## Exercise brief
Below are the records. Transcribe them exactly.

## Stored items
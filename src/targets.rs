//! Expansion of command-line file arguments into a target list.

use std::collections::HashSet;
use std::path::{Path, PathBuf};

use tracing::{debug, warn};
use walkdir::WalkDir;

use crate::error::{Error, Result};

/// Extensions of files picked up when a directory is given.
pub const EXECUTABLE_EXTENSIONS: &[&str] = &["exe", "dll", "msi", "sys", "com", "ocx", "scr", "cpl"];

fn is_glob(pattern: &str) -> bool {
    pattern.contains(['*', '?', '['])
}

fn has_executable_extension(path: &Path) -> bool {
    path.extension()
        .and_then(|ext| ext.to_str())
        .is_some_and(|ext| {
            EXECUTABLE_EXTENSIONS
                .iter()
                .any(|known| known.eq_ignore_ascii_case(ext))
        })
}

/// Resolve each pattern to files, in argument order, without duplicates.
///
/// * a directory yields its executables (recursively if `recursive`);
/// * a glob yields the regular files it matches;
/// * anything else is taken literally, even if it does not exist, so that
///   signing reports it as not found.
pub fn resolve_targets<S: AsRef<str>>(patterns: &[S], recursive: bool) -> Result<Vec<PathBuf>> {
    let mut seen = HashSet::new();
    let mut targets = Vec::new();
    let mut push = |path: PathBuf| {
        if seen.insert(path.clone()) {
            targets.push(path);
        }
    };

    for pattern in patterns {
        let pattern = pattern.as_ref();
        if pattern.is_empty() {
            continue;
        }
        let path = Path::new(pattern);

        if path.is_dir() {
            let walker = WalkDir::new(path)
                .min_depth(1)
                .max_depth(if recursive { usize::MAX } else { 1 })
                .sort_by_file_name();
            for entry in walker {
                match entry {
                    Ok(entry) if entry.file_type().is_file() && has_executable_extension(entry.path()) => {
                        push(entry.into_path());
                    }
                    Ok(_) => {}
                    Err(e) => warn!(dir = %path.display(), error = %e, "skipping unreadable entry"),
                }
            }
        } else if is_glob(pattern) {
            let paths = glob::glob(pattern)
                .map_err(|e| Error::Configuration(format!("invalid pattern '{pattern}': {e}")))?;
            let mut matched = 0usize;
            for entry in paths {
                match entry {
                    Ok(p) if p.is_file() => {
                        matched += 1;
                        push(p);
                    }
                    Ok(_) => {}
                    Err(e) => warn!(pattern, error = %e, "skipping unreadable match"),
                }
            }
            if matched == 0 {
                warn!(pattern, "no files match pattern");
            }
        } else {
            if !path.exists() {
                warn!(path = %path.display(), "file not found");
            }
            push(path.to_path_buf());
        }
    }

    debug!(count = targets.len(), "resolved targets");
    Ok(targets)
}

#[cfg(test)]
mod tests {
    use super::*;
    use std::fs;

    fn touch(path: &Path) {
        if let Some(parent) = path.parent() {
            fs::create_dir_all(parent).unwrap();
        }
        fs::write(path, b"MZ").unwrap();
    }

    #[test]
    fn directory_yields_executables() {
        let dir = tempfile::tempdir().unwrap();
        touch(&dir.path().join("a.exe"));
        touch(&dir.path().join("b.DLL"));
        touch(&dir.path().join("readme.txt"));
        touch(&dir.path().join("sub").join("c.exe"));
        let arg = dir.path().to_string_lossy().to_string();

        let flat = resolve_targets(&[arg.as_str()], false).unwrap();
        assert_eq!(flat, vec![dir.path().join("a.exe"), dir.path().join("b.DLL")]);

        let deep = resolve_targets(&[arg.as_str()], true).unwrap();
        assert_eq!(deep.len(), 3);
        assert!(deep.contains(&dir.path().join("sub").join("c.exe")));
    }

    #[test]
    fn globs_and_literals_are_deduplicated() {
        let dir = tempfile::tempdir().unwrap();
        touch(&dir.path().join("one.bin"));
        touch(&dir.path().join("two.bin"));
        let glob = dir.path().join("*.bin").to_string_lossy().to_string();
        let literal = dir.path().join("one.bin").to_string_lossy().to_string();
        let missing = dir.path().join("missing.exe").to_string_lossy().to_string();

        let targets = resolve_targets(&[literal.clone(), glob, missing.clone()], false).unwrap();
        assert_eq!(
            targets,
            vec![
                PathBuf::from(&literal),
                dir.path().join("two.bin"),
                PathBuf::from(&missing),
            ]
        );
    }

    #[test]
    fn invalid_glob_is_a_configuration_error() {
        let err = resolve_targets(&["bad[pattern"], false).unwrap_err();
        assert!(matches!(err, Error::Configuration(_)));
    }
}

## Output below
filename src/targets.rs
//! Expansion of command-line file arguments into a target list.

use std::collections::HashSet;
use std::path::{Path, PathBuf};

use tracing::{debug, warn};
use walkdir::WalkDir;

use crate::error::{Error, Result};

/// Extensions of files picked up when a directory is given.
pub const EXECUTABLE_EXTENSIONS: &[&str] = &["exe", "dll", "msi", "sys", "com", "ocx", "scr", "cpl"];

fn is_glob(pattern: &str) -> bool {
    pattern.contains(['*', '?', '['])
}

fn has_executable_extension(path: &Path) -> bool {
    path.extension()
        .and_then(|ext| ext.to_str())
        .is_some_and(|ext| {
            EXECUTABLE_EXTENSIONS
                .iter()
                .any(|known| known.eq_ignore_ascii_case(ext))
        })
}

/// Resolve each pattern to files, in argument order, without duplicates.
///
/// * a directory yields its executables (recursively if `recursive`);
/// * a glob yields the regular files it matches;
/// * anything else is taken literally, even if it does not exist, so that
///   signing reports it as not found.
pub fn resolve_targets<S: AsRef<str>>(patterns: &[S], recursive: bool) -> Result<Vec<PathBuf>> {
    let mut seen = HashSet::new();
    let mut targets = Vec::new();
    let mut push = |path: PathBuf| {
        if seen.insert(path.clone()) {
            targets.push(path);
        }
    };

    for pattern in patterns {
        let pattern = pattern.as_ref();
        if pattern.is_empty() {
            continue;
        }
        let path = Path::new(pattern);

        if path.is_dir() {
            let walker = WalkDir::new(path)
                .min_depth(1)
                .max_depth(if recursive { usize::MAX } else { 1 })
                .sort_by_file_name();
            for entry in walker {
                match entry {
                    Ok(entry) if entry.file_type().is_file() && has_executable_extension(entry.path()) => {
                        push(entry.into_path());
                    }
                    Ok(_) => {}
                    Err(e) => warn!(dir = %path.display(), error = %e, "skipping unreadable entry"),
                }
            }
        } else if is_glob(pattern) {
            let paths = glob::glob(pattern)
                .map_err(|e| Error::Configuration(format!("invalid pattern '{pattern}': {e}")))?;
            let mut matched = 0usize;
            for entry in paths {
                match entry {
                    Ok(p) if p.is_file() => {
                        matched += 1;
                        push(p);
                    }
                    Ok(_) => {}
                    Err(e) => warn!(pattern, error = %e, "skipping unreadable match"),
                }
            }
            if matched == 0 {
                warn!(pattern, "no files match pattern");
            }
        } else {
            if !path.exists() {
                warn!(path = %path.display(), "file not found");
            }
            push(path.to_path_buf());
        }
    }

    debug!(count = targets.len(), "resolved targets");
    Ok(targets)
}

#[cfg(test)]
mod tests {
    use super::*;
    use std::fs;

    fn touch(path: &Path) {
        if let Some(parent) = path.parent() {
            fs::create_dir_all(parent).unwrap();
        }
        fs::write(path, b"MZ").unwrap();
    }

    #[test]
    fn directory_yields_executables() {
        let dir = tempfile::tempdir().unwrap();
        touch(&dir.path().join("a.exe"));
        touch(&dir.path().join("b.DLL"));
        touch(&dir.path().join("readme.txt"));
        touch(&dir.path().join("sub").join("c.exe"));
        let arg = dir.path().to_string_lossy().to_string();

        let flat = resolve_targets(&[arg.as_str()], false).unwrap();
        assert_eq!(flat, vec![dir.path().join("a.exe"), dir.path().join("b.DLL")]);

        let deep = resolve_targets(&[arg.as_str()], true).unwrap();
        assert_eq!(deep.len(), 3);
        assert!(deep.contains(&dir.path().join("sub").join("c.exe")));
    }

    #[test]
    fn globs_and_literals_are_deduplicated() {
        let dir = tempfile::tempdir().unwrap();
        touch(&dir.path().join("one.bin"));
        touch(&dir.path().join("two.bin"));
        let glob = dir.path().join("*.bin").to_string_lossy().to_string();
        let literal = dir.path().join("one.bin").to_string_lossy().to_string();
        let missing = dir.path().join("missing.exe").to_string_lossy().to_string();

        let targets = resolve_targets(&[literal.clone(), glob, missing.clone()], false).unwrap();
        assert_eq!(
            targets,
            vec![
                PathBuf::from(&literal),
                dir.path().join("two.bin"),
                PathBuf::from(&missing),
            ]
        );
    }

    #[test]
    fn invalid_glob_is_a_configuration_error() {
        let err = resolve_targets(&["bad[pattern"], false).unwrap_err();
        assert!(matches!(err, Error::Configuration(_)));
    }
}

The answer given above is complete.